Exercise directions | Once you reach the line that holds "let alive = FakeTransport::new();" in the listing below, output it and every line after it through the line that holds "assert_eq!(targets.len(), 1);", word for word.

Study material |
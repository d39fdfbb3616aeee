//! SessionRegistry: the live table of device sessions.
//!
//! The registry is the single authority on which devices exist and which are
//! currently reachable. Everything that cares about membership changes —
//! chiefly the control gateway, which pushes a fresh device list to every
//! browser — subscribes to the registry's watch channel instead of polling.
//!
//! # Liveness model
//!
//! A device entry stays in the registry after its session dies; it is listed
//! with `connected: false` until it is removed or a reconnect replaces the
//! session. Routing, however, only ever targets alive sessions: [`get`] and
//! [`broadcast_targets`] filter dead transports out.
//!
//! [`get`]: SessionRegistry::get
//! [`broadcast_targets`]: SessionRegistry::broadcast_targets

use std::collections::HashMap;
use std::sync::Arc;

use thiserror::Error;
use tokio::sync::{watch, RwLock};
use tracing::{debug, info, warn};

use fleetkey_core::DeviceEntry;

use crate::application::transport::DeviceTransport;
use crate::domain::device::DeviceIdentity;

/// Errors raised when resolving a routing target.
#[derive(Debug, Clone, PartialEq, Eq, Error)]
pub enum RegistryError {
    /// No alive session exists for this serial.
    #[error("no connected device with serial {serial:?}")]
    NotFound { serial: String },
}

struct SessionEntry {
    identity: DeviceIdentity,
    transport: Arc<dyn DeviceTransport>,
}

/// Shared, task-safe registry of device sessions.
///
/// Cheap to clone conceptually: callers hold it behind an `Arc` and every
/// method takes `&self`. Reads (routing lookups) vastly outnumber writes
/// (connect/disconnect), hence the `RwLock`.
pub struct SessionRegistry {
    sessions: RwLock<HashMap<String, SessionEntry>>,
    devices_tx: watch::Sender<Vec<DeviceEntry>>,
}

impl SessionRegistry {
    pub fn new() -> Self {
        let (devices_tx, _) = watch::channel(Vec::new());
        Self {
            sessions: RwLock::new(HashMap::new()),
            devices_tx,
        }
    }

    /// Inserts a session for `identity`, replacing any previous session for
    /// the same serial.
    ///
    /// A replaced session is closed so its reader task winds down; the
    /// device list is re-published either way.
    pub async fn add(&self, identity: DeviceIdentity, transport: Arc<dyn DeviceTransport>) {
        let serial = identity.serial.clone();
        let previous = {
            let mut sessions = self.sessions.write().await;
            sessions.insert(
                serial.clone(),
                SessionEntry {
                    identity,
                    transport,
                },
            )
        };

        if let Some(old) = previous {
            warn!("replacing existing session for device {serial}");
            old.transport.close().await;
        } else {
            info!("device {serial} registered");
        }

        self.publish().await;
    }

    /// Removes a device entirely. Idempotent: removing an unknown serial is
    /// a no-op and publishes nothing.
    pub async fn remove(&self, serial: &str) {
        let removed = {
            let mut sessions = self.sessions.write().await;
            sessions.remove(serial)
        };

        if let Some(entry) = removed {
            info!("device {serial} removed");
            entry.transport.close().await;
            self.publish().await;
        }
    }

    /// Resolves a single-device routing target.
    ///
    /// # Errors
    ///
    /// Returns [`RegistryError::NotFound`] if the serial is unknown **or**
    /// its session is dead — a command must never be queued for a device
    /// that cannot receive it.
    pub async fn get(&self, serial: &str) -> Result<Arc<dyn DeviceTransport>, RegistryError> {
        let sessions = self.sessions.read().await;
        match sessions.get(serial) {
            Some(entry) if entry.transport.is_alive() => Ok(Arc::clone(&entry.transport)),
            _ => Err(RegistryError::NotFound {
                serial: serial.to_string(),
            }),
        }
    }

    /// Every alive session, for broadcast fan-out.
    ///
    /// Dead sessions are skipped silently; a broadcast to an empty fleet is
    /// the caller's edge case to report.
    pub async fn broadcast_targets(&self) -> Vec<(String, Arc<dyn DeviceTransport>)> {
        let sessions = self.sessions.read().await;
        sessions
            .iter()
            .filter(|(_, entry)| entry.transport.is_alive())
            .map(|(serial, entry)| (serial.clone(), Arc::clone(&entry.transport)))
            .collect()
    }

    /// Snapshot of every known device, sorted by serial for stable output.
    pub async fn list(&self) -> Vec<DeviceEntry> {
        let sessions = self.sessions.read().await;
        let mut entries: Vec<DeviceEntry> = sessions
            .values()
            .map(|entry| entry.identity.entry(entry.transport.is_alive()))
            .collect();
        entries.sort_by(|a, b| a.serial.cmp(&b.serial));
        entries
    }

    /// Marks a device's session dead after a delivery failure.
    ///
    /// `failed` is the transport the failure was observed on. If a reconnect
    /// replaced the session while the delivery was in flight, only the stale
    /// transport is closed and the registered successor is left alone. The
    /// entry stays listed (with `connected: false` while dead) so operators
    /// can see the device went away; the refreshed list is pushed to
    /// subscribers. Publishing happens even when the transport already
    /// flagged itself dead — the failure may be the first observable sign
    /// of it.
    pub async fn mark_dead(&self, serial: &str, failed: &Arc<dyn DeviceTransport>) {
        let registered = {
            let sessions = self.sessions.read().await;
            sessions.get(serial).map(|e| Arc::clone(&e.transport))
        };

        match registered {
            Some(current) if Arc::ptr_eq(&current, failed) => {
                if current.is_alive() {
                    warn!("marking device {serial} dead");
                    current.close().await;
                } else {
                    debug!("device {serial} already dead");
                }
            }
            _ => {
                // The failure belongs to a transport that is no longer
                // registered; closing the current session would take down
                // a healthy reconnect.
                debug!("device {serial}: failed transport is not the registered session");
                failed.close().await;
            }
        }

        self.publish().await;
    }

    /// Re-publishes the device list after an out-of-band liveness change.
    ///
    /// Used by session readers that notice the device closed its end: the
    /// session has already flagged itself dead, only the list needs pushing.
    /// Unlike [`mark_dead`] this never closes anything.
    ///
    /// [`mark_dead`]: SessionRegistry::mark_dead
    pub async fn refresh(&self) {
        self.publish().await;
    }

    /// Subscribes to device-list changes.
    ///
    /// The receiver always holds the latest snapshot; `changed()` resolves
    /// whenever [`add`], [`remove`], or [`mark_dead`] republish.
    ///
    /// [`add`]: SessionRegistry::add
    /// [`remove`]: SessionRegistry::remove
    /// [`mark_dead`]: SessionRegistry::mark_dead
    pub fn subscribe(&self) -> watch::Receiver<Vec<DeviceEntry>> {
        self.devices_tx.subscribe()
    }

    async fn publish(&self) {
        // Skip the notification when nothing visible changed, so redundant
        // mark_dead/refresh calls do not spam control clients.
        let snapshot = self.list().await;
        self.devices_tx.send_if_modified(|current| {
            if *current == snapshot {
                false
            } else {
                *current = snapshot;
                true
            }
        });
    }
}

impl Default for SessionRegistry {
    fn default() -> Self {
        Self::new()
    }
}

// ── Tests ─────────────────────────────────────────────────────────────────────

#[cfg(test)]
mod tests {
    use super::*;
    use std::sync::atomic::{AtomicBool, Ordering};

    use async_trait::async_trait;
    use fleetkey_core::KeyboardReport;

    use crate::application::transport::SendError;

    /// In-memory transport that tracks liveness and close calls.
    #[derive(Debug)]
    struct FakeTransport {
        alive: AtomicBool,
        closed: AtomicBool,
    }

    impl FakeTransport {
        fn new() -> Arc<Self> {
            Arc::new(Self {
                alive: AtomicBool::new(true),
                closed: AtomicBool::new(false),
            })
        }
    }

    #[async_trait]
    impl DeviceTransport for FakeTransport {
        async fn send_report(&self, _report: KeyboardReport) -> Result<(), SendError> {
            if self.is_alive() {
                Ok(())
            } else {
                Err(SendError::Closed)
            }
        }

        async fn close(&self) {
            self.alive.store(false, Ordering::SeqCst);
            self.closed.store(true, Ordering::SeqCst);
        }

        fn is_alive(&self) -> bool {
            self.alive.load(Ordering::SeqCst)
        }
    }

    fn identity(serial: &str, port: u16) -> DeviceIdentity {
        DeviceIdentity {
            serial: serial.to_string(),
            name: format!("device-{serial}"),
            port,
            ws_url: format!("ws://127.0.0.1:{port}"),
        }
    }

    #[tokio::test]
    async fn test_registry_starts_empty() {
        let registry = SessionRegistry::new();
        assert!(registry.list().await.is_empty());
        assert!(registry.broadcast_targets().await.is_empty());
    }

    #[tokio::test]
    async fn test_add_makes_device_routable_and_listed() {
        let registry = SessionRegistry::new();
        registry.add(identity("dev-1", 8886), FakeTransport::new()).await;

        assert!(registry.get("dev-1").await.is_ok());
        let list = registry.list().await;
        assert_eq!(list.len(), 1);
        assert_eq!(list[0].serial, "dev-1");
        assert!(list[0].connected);
    }

    #[tokio::test]
    async fn test_get_unknown_serial_is_not_found() {
        let registry = SessionRegistry::new();
        let err = registry.get("ghost").await.unwrap_err();
        assert_eq!(
            err,
            RegistryError::NotFound {
                serial: "ghost".to_string()
            }
        );
    }

    #[tokio::test]
    async fn test_get_dead_session_is_not_found() {
        let registry = SessionRegistry::new();
        let transport = FakeTransport::new();
        registry.add(identity("dev-1", 8886), transport.clone()).await;

        transport.close().await;

        assert!(registry.get("dev-1").await.is_err());
        // Still listed, just disconnected.
        let list = registry.list().await;
        assert_eq!(list.len(), 1);
        assert!(!list[0].connected);
    }

    #[tokio::test]
    async fn test_add_replaces_and_closes_previous_session() {
        let registry = SessionRegistry::new();
        let first = FakeTransport::new();
        registry.add(identity("dev-1", 8886), first.clone()).await;

        let second = FakeTransport::new();
        registry.add(identity("dev-1", 8886), second).await;

        assert!(first.closed.load(Ordering::SeqCst));
        // The new session serves the serial.
        assert!(registry.get("dev-1").await.is_ok());
        assert_eq!(registry.list().await.len(), 1);
    }

    #[tokio::test]
    async fn test_remove_is_idempotent() {
        let registry = SessionRegistry::new();
        let transport = FakeTransport::new();
        registry.add(identity("dev-1", 8886), transport.clone()).await;

        registry.remove("dev-1").await;
        registry.remove("dev-1").await;

        assert!(transport.closed.load(Ordering::SeqCst));
        assert!(registry.list().await.is_empty());
    }

    #[tokio::test]
    async fn test_broadcast_targets_skip_dead_sessions() {
        let registry = SessionRegistry::new();
        let alive = FakeTransport::new();
        let dead = FakeTransport::new();
        registry.add(identity("dev-1", 8886), alive).await;
        registry.add(identity("dev-2", 8887), dead.clone()).await;

        dead.close().await;

        let targets = registry.broadcast_targets().await;
        assert_eq!(targets.len(), 1);
        assert_eq!(targets[0].0, "dev-1");
    }

    #[tokio::test]
    async fn test_mark_dead_keeps_entry_but_blocks_routing() {
        let registry = SessionRegistry::new();
        let transport = FakeTransport::new();
        registry.add(identity("dev-1", 8886), transport.clone()).await;

        let failed: Arc<dyn DeviceTransport> = transport.clone();
        registry.mark_dead("dev-1", &failed).await;

        assert!(transport.closed.load(Ordering::SeqCst));
        assert!(registry.get("dev-1").await.is_err());
        assert_eq!(registry.list().await.len(), 1);
    }

    #[tokio::test]
    async fn test_mark_dead_on_a_replaced_session_spares_the_successor() {
        let registry = SessionRegistry::new();
        let stale = FakeTransport::new();
        registry.add(identity("dev-1", 8886), stale.clone()).await;

        // A reconnect replaces the session while a delivery on the old
        // transport is still in flight.
        let replacement = FakeTransport::new();
        registry.add(identity("dev-1", 8886), replacement.clone()).await;

        let failed: Arc<dyn DeviceTransport> = stale.clone();
        registry.mark_dead("dev-1", &failed).await;

        assert!(replacement.is_alive());
        assert!(!replacement.closed.load(Ordering::SeqCst));
        assert!(registry.get("dev-1").await.is_ok());
    }

    #[tokio::test]
    async fn test_subscribers_see_every_membership_change() {
        let registry = SessionRegistry::new();
        let mut rx = registry.subscribe();
        assert!(rx.borrow().is_empty());

        registry.add(identity("dev-1", 8886), FakeTransport::new()).await;
        rx.changed().await.unwrap();
        {
            let snapshot = rx.borrow_and_update();
            assert_eq!(snapshot.len(), 1);
            assert!(snapshot[0].connected);
        }

        let failed = registry.get("dev-1").await.unwrap();
        registry.mark_dead("dev-1", &failed).await;
        rx.changed().await.unwrap();
        {
            let snapshot = rx.borrow_and_update();
            assert_eq!(snapshot.len(), 1);
            assert!(!snapshot[0].connected);
        }

        registry.remove("dev-1").await;
        rx.changed().await.unwrap();
        assert!(rx.borrow_and_update().is_empty());
    }

    #[tokio::test]
    async fn test_refresh_publishes_out_of_band_liveness_changes() {
        let registry = SessionRegistry::new();
        let transport = FakeTransport::new();
        registry.add(identity("dev-1", 8886), transport.clone()).await;
        let mut rx = registry.subscribe();
        rx.borrow_and_update();

        // The session flags itself dead (its reader saw the device close);
        // only a refresh makes that visible to subscribers.
        transport.close().await;
        registry.refresh().await;

        rx.changed().await.unwrap();
        assert!(!rx.borrow_and_update()[0].connected);

        // A refresh with nothing new stays silent.
        registry.refresh().await;
        assert!(!rx.has_changed().unwrap());
    }

    #[tokio::test]
    async fn test_list_is_sorted_by_serial() {
        let registry = SessionRegistry::new();
        registry.add(identity("zzz", 8888), FakeTransport::new()).await;
        registry.add(identity("aaa", 8886), FakeTransport::new()).await;
        registry.add(identity("mmm", 8887), FakeTransport::new()).await;

        let serials: Vec<String> =
            registry.list().await.into_iter().map(|e| e.serial).collect();
        assert_eq!(serials, ["aaa", "mmm", "zzz"]);
    }
}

Result for this exercise |
        let alive = FakeTransport::new();
        let dead = FakeTransport::new();
        registry.add(identity("dev-1", 8886), alive).await;
        registry.add(identity("dev-2", 8887), dead.clone()).await;

        dead.close().await;

        let targets = registry.broadcast_targets().await;
        assert_eq!(targets.len(), 1);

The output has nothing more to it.